- WHAT THE EXERCISE ASKS -
Quote all of the entries word for word.
______________________________
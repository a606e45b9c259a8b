//! Chat-layer errors and classification.

use std::error::Error;
use std::fmt::{Display, Formatter};

use fcommon::{ContextError, ContextErrorKind};
use fprompt::PromptError;
use fprovider::{MessageError, ProviderError, ProviderErrorKind};
use ftooling::{ToolError, ToolErrorKind};

#[derive(Debug, Clone, Copy, PartialEq, Eq)]
pub enum ChatErrorKind {
    ModelRequired,
    EmptyMessages,
    InvalidConversationId,
    TemplateRenderFailed,
    JsonParseFailed,
    SensitiveInput,
    ToolNotRegistered,
    ToolExecutionFailed,
    InvalidToolCall,
    ToolRoundLimit,
    Provider,
    Cancelled,
    DeadlineExceeded,
    Store,
    Panicked,
    Other,
}

/// Stage of a turn in which the error was raised.
#[derive(Debug, Clone, Copy, PartialEq, Eq)]
pub enum ChatErrorPhase {
    Normalize,
    Middleware,
    Model,
    Tooling,
    Memory,
    Parse,
}

#[derive(Debug, Clone, Copy, PartialEq, Eq)]
pub enum TemplateSource {
    User,
    System,
}

#[derive(Debug, Clone, PartialEq, Eq)]
pub enum ChatErrorSource {
    Provider(ProviderError),
    Tool(ToolError),
    Prompt(PromptError),
    Message(MessageError),
    Context(ContextError),
}

impl ChatErrorSource {
    fn as_error(&self) -> &(dyn Error + 'static) {
        match self {
            Self::Provider(error) => error,
            Self::Tool(error) => error,
            Self::Prompt(error) => error,
            Self::Message(error) => error,
            Self::Context(error) => error,
        }
    }
}

#[derive(Debug, Clone, PartialEq, Eq)]
pub struct ChatError {
    pub kind: ChatErrorKind,
    pub phase: Option<ChatErrorPhase>,
    pub message: String,
    pub template_source: Option<TemplateSource>,
    pub source: Option<ChatErrorSource>,
}

impl ChatError {
    pub fn new(kind: ChatErrorKind, message: impl Into<String>) -> Self {
        Self {
            kind,
            phase: None,
            message: message.into(),
            template_source: None,
            source: None,
        }
    }

    pub fn model_required() -> Self {
        Self::new(
            ChatErrorKind::ModelRequired,
            "model options must name a model",
        )
        .with_phase(ChatErrorPhase::Normalize)
    }

    pub fn empty_messages() -> Self {
        Self::new(
            ChatErrorKind::EmptyMessages,
            "request must contain at least one message",
        )
        .with_phase(ChatErrorPhase::Normalize)
    }

    pub fn invalid_conversation_id(message: impl Into<String>) -> Self {
        Self::new(ChatErrorKind::InvalidConversationId, message)
    }

    pub fn template_render_failed(template: TemplateSource, cause: PromptError) -> Self {
        let label = match template {
            TemplateSource::User => "user",
            TemplateSource::System => "system",
        };

        let mut error = Self::new(
            ChatErrorKind::TemplateRenderFailed,
            format!("failed to render {label} template: {}", cause.message),
        )
        .with_phase(ChatErrorPhase::Normalize)
        .with_source(ChatErrorSource::Prompt(cause));
        error.template_source = Some(template);
        error
    }

    pub fn sensitive_input(message: impl Into<String>) -> Self {
        Self::new(ChatErrorKind::SensitiveInput, message).with_phase(ChatErrorPhase::Middleware)
    }

    pub fn tool_round_limit(limit: usize) -> Self {
        Self::new(
            ChatErrorKind::ToolRoundLimit,
            format!("tool loop exceeded {limit} round trips"),
        )
        .with_phase(ChatErrorPhase::Tooling)
    }

    pub fn panicked(message: impl Into<String>) -> Self {
        Self::new(ChatErrorKind::Panicked, message).with_phase(ChatErrorPhase::Middleware)
    }

    pub fn store(message: impl Into<String>) -> Self {
        Self::new(ChatErrorKind::Store, message).with_phase(ChatErrorPhase::Memory)
    }

    pub fn other(message: impl Into<String>) -> Self {
        Self::new(ChatErrorKind::Other, message)
    }

    pub fn with_phase(mut self, phase: ChatErrorPhase) -> Self {
        self.phase = Some(phase);
        self
    }

    pub fn with_source(mut self, source: ChatErrorSource) -> Self {
        self.source = Some(source);
        self
    }

    pub fn is_cancellation(&self) -> bool {
        matches!(
            self.kind,
            ChatErrorKind::Cancelled | ChatErrorKind::DeadlineExceeded
        )
    }
}

impl Display for ChatError {
    fn fmt(&self, f: &mut Formatter<'_>) -> std::fmt::Result {
        match self.phase {
            Some(phase) => write!(f, "{:?} [{:?}]: {}", self.kind, phase, self.message),
            None => write!(f, "{:?}: {}", self.kind, self.message),
        }
    }
}

impl Error for ChatError {
    fn source(&self) -> Option<&(dyn Error + 'static)> {
        self.source.as_ref().map(ChatErrorSource::as_error)
    }
}

impl From<ProviderError> for ChatError {
    fn from(value: ProviderError) -> Self {
        let kind = match value.kind {
            ProviderErrorKind::Cancelled => ChatErrorKind::Cancelled,
            ProviderErrorKind::DeadlineExceeded => ChatErrorKind::DeadlineExceeded,
            _ => ChatErrorKind::Provider,
        };

        Self::new(kind, value.to_string())
            .with_phase(ChatErrorPhase::Model)
            .with_source(ChatErrorSource::Provider(value))
    }
}

impl From<ToolError> for ChatError {
    fn from(value: ToolError) -> Self {
        let kind = match (value.kind, value.context) {
            (ToolErrorKind::Cancelled, Some(ContextErrorKind::DeadlineExceeded)) => {
                ChatErrorKind::DeadlineExceeded
            }
            (ToolErrorKind::Cancelled, _) => ChatErrorKind::Cancelled,
            (ToolErrorKind::NotRegistered, _) => ChatErrorKind::ToolNotRegistered,
            (ToolErrorKind::InvalidToolCall, _) => ChatErrorKind::InvalidToolCall,
            (ToolErrorKind::Execution | ToolErrorKind::InvalidArguments, _) => {
                ChatErrorKind::ToolExecutionFailed
            }
            (ToolErrorKind::InvalidDefinition | ToolErrorKind::Other, _) => ChatErrorKind::Other,
        };

        Self::new(kind, value.to_string())
            .with_phase(ChatErrorPhase::Tooling)
            .with_source(ChatErrorSource::Tool(value))
    }
}

impl From<PromptError> for ChatError {
    fn from(value: PromptError) -> Self {
        let kind = match value.kind {
            fprompt::PromptErrorKind::JsonParseFailed => ChatErrorKind::JsonParseFailed,
            _ => ChatErrorKind::Other,
        };

        Self::new(kind, value.to_string())
            .with_phase(ChatErrorPhase::Parse)
            .with_source(ChatErrorSource::Prompt(value))
    }
}

impl From<MessageError> for ChatError {
    fn from(value: MessageError) -> Self {
        Self::new(ChatErrorKind::Other, value.to_string())
            .with_phase(ChatErrorPhase::Normalize)
            .with_source(ChatErrorSource::Message(value))
    }
}

impl From<ContextError> for ChatError {
    fn from(value: ContextError) -> Self {
        let kind = match value.kind {
            ContextErrorKind::Cancelled => ChatErrorKind::Cancelled,
            ContextErrorKind::DeadlineExceeded => ChatErrorKind::DeadlineExceeded,
        };

        Self::new(kind, value.to_string()).with_source(ChatErrorSource::Context(value))
    }
}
______________________________
- OUTPUT OF THE TASK -
repository a606e45b9c259a8b
//! Chat-layer errors and classification.

use std::error::Error;
use std::fmt::{Display, Formatter};

use fcommon::{ContextError, ContextErrorKind};
use fprompt::PromptError;
use fprovider::{MessageError, ProviderError, ProviderErrorKind};
use ftooling::{ToolError, ToolErrorKind};

#[derive(Debug, Clone, Copy, PartialEq, Eq)]
pub enum ChatErrorKind {
    ModelRequired,
    EmptyMessages,
    InvalidConversationId,
    TemplateRenderFailed,
    JsonParseFailed,
    SensitiveInput,
    ToolNotRegistered,
    ToolExecutionFailed,
    InvalidToolCall,
    ToolRoundLimit,
    Provider,
    Cancelled,
    DeadlineExceeded,
    Store,
    Panicked,
    Other,
}

/// Stage of a turn in which the error was raised.
#[derive(Debug, Clone, Copy, PartialEq, Eq)]
pub enum ChatErrorPhase {
    Normalize,
    Middleware,
    Model,
    Tooling,
    Memory,
    Parse,
}

#[derive(Debug, Clone, Copy, PartialEq, Eq)]
pub enum TemplateSource {
    User,
    System,
}

#[derive(Debug, Clone, PartialEq, Eq)]
pub enum ChatErrorSource {
    Provider(ProviderError),
    Tool(ToolError),
    Prompt(PromptError),
    Message(MessageError),
    Context(ContextError),
}

impl ChatErrorSource {
    fn as_error(&self) -> &(dyn Error + 'static) {
        match self {
            Self::Provider(error) => error,
            Self::Tool(error) => error,
            Self::Prompt(error) => error,
            Self::Message(error) => error,
            Self::Context(error) => error,
        }
    }
}

#[derive(Debug, Clone, PartialEq, Eq)]
pub struct ChatError {
    pub kind: ChatErrorKind,
    pub phase: Option<ChatErrorPhase>,
    pub message: String,
    pub template_source: Option<TemplateSource>,
    pub source: Option<ChatErrorSource>,
}

impl ChatError {
    pub fn new(kind: ChatErrorKind, message: impl Into<String>) -> Self {
        Self {
            kind,
            phase: None,
            message: message.into(),
            template_source: None,
            source: None,
        }
    }

    pub fn model_required() -> Self {
        Self::new(
            ChatErrorKind::ModelRequired,
            "model options must name a model",
        )
        .with_phase(ChatErrorPhase::Normalize)
    }

    pub fn empty_messages() -> Self {
        Self::new(
            ChatErrorKind::EmptyMessages,
            "request must contain at least one message",
        )
        .with_phase(ChatErrorPhase::Normalize)
    }

    pub fn invalid_conversation_id(message: impl Into<String>) -> Self {
        Self::new(ChatErrorKind::InvalidConversationId, message)
    }

    pub fn template_render_failed(template: TemplateSource, cause: PromptError) -> Self {
        let label = match template {
            TemplateSource::User => "user",
            TemplateSource::System => "system",
        };

        let mut error = Self::new(
            ChatErrorKind::TemplateRenderFailed,
            format!("failed to render {label} template: {}", cause.message),
        )
        .with_phase(ChatErrorPhase::Normalize)
        .with_source(ChatErrorSource::Prompt(cause));
        error.template_source = Some(template);
        error
    }

    pub fn sensitive_input(message: impl Into<String>) -> Self {
        Self::new(ChatErrorKind::SensitiveInput, message).with_phase(ChatErrorPhase::Middleware)
    }

    pub fn tool_round_limit(limit: usize) -> Self {
        Self::new(
            ChatErrorKind::ToolRoundLimit,
            format!("tool loop exceeded {limit} round trips"),
        )
        .with_phase(ChatErrorPhase::Tooling)
    }

    pub fn panicked(message: impl Into<String>) -> Self {
        Self::new(ChatErrorKind::Panicked, message).with_phase(ChatErrorPhase::Middleware)
    }

    pub fn store(message: impl Into<String>) -> Self {
        Self::new(ChatErrorKind::Store, message).with_phase(ChatErrorPhase::Memory)
    }

    pub fn other(message: impl Into<String>) -> Self {
        Self::new(ChatErrorKind::Other, message)
    }

    pub fn with_phase(mut self, phase: ChatErrorPhase) -> Self {
        self.phase = Some(phase);
        self
    }

    pub fn with_source(mut self, source: ChatErrorSource) -> Self {
        self.source = Some(source);
        self
    }

    pub fn is_cancellation(&self) -> bool {
        matches!(
            self.kind,
            ChatErrorKind::Cancelled | ChatErrorKind::DeadlineExceeded
        )
    }
}

impl Display for ChatError {
    fn fmt(&self, f: &mut Formatter<'_>) -> std::fmt::Result {
        match self.phase {
            Some(phase) => write!(f, "{:?} [{:?}]: {}", self.kind, phase, self.message),
            None => write!(f, "{:?}: {}", self.kind, self.message),
        }
    }
}

impl Error for ChatError {
    fn source(&self) -> Option<&(dyn Error + 'static)> {
        self.source.as_ref().map(ChatErrorSource::as_error)
    }
}

impl From<ProviderError> for ChatError {
    fn from(value: ProviderError) -> Self {
        let kind = match value.kind {
            ProviderErrorKind::Cancelled => ChatErrorKind::Cancelled,
            ProviderErrorKind::DeadlineExceeded => ChatErrorKind::DeadlineExceeded,
            _ => ChatErrorKind::Provider,
        };

        Self::new(kind, value.to_string())
            .with_phase(ChatErrorPhase::Model)
            .with_source(ChatErrorSource::Provider(value))
    }
}

impl From<ToolError> for ChatError {
    fn from(value: ToolError) -> Self {
        let kind = match (value.kind, value.context) {
            (ToolErrorKind::Cancelled, Some(ContextErrorKind::DeadlineExceeded)) => {
                ChatErrorKind::DeadlineExceeded
            }
            (ToolErrorKind::Cancelled, _) => ChatErrorKind::Cancelled,
            (ToolErrorKind::NotRegistered, _) => ChatErrorKind::ToolNotRegistered,
            (ToolErrorKind::InvalidToolCall, _) => ChatErrorKind::InvalidToolCall,
            (ToolErrorKind::Execution | ToolErrorKind::InvalidArguments, _) => {
                ChatErrorKind::ToolExecutionFailed
            }
            (ToolErrorKind::InvalidDefinition | ToolErrorKind::Other, _) => ChatErrorKind::Other,
        };

        Self::new(kind, value.to_string())
            .with_phase(ChatErrorPhase::Tooling)
            .with_source(ChatErrorSource::Tool(value))
    }
}

impl From<PromptError> for ChatError {
    fn from(value: PromptError) -> Self {
        let kind = match value.kind {
            fprompt::PromptErrorKind::JsonParseFailed => ChatErrorKind::JsonParseFailed,
            _ => ChatErrorKind::Other,
        };

        Self::new(kind, value.to_string())
            .with_phase(ChatErrorPhase::Parse)
            .with_source(ChatErrorSource::Prompt(value))
    }
}

impl From<MessageError> for ChatError {
    fn from(value: MessageError) -> Self {
        Self::new(ChatErrorKind::Other, value.to_string())
            .with_phase(ChatErrorPhase::Normalize)
            .with_source(ChatErrorSource::Message(value))
    }
}

impl From<ContextError> for ChatError {
    fn from(value: ContextError) -> Self {
        let kind = match value.kind {
            ContextErrorKind::Cancelled => ChatErrorKind::Cancelled,
            ContextErrorKind::DeadlineExceeded => ChatErrorKind::DeadlineExceeded,
        };

        Self::new(kind, value.to_string()).with_source(ChatErrorSource::Context(value))
    }
}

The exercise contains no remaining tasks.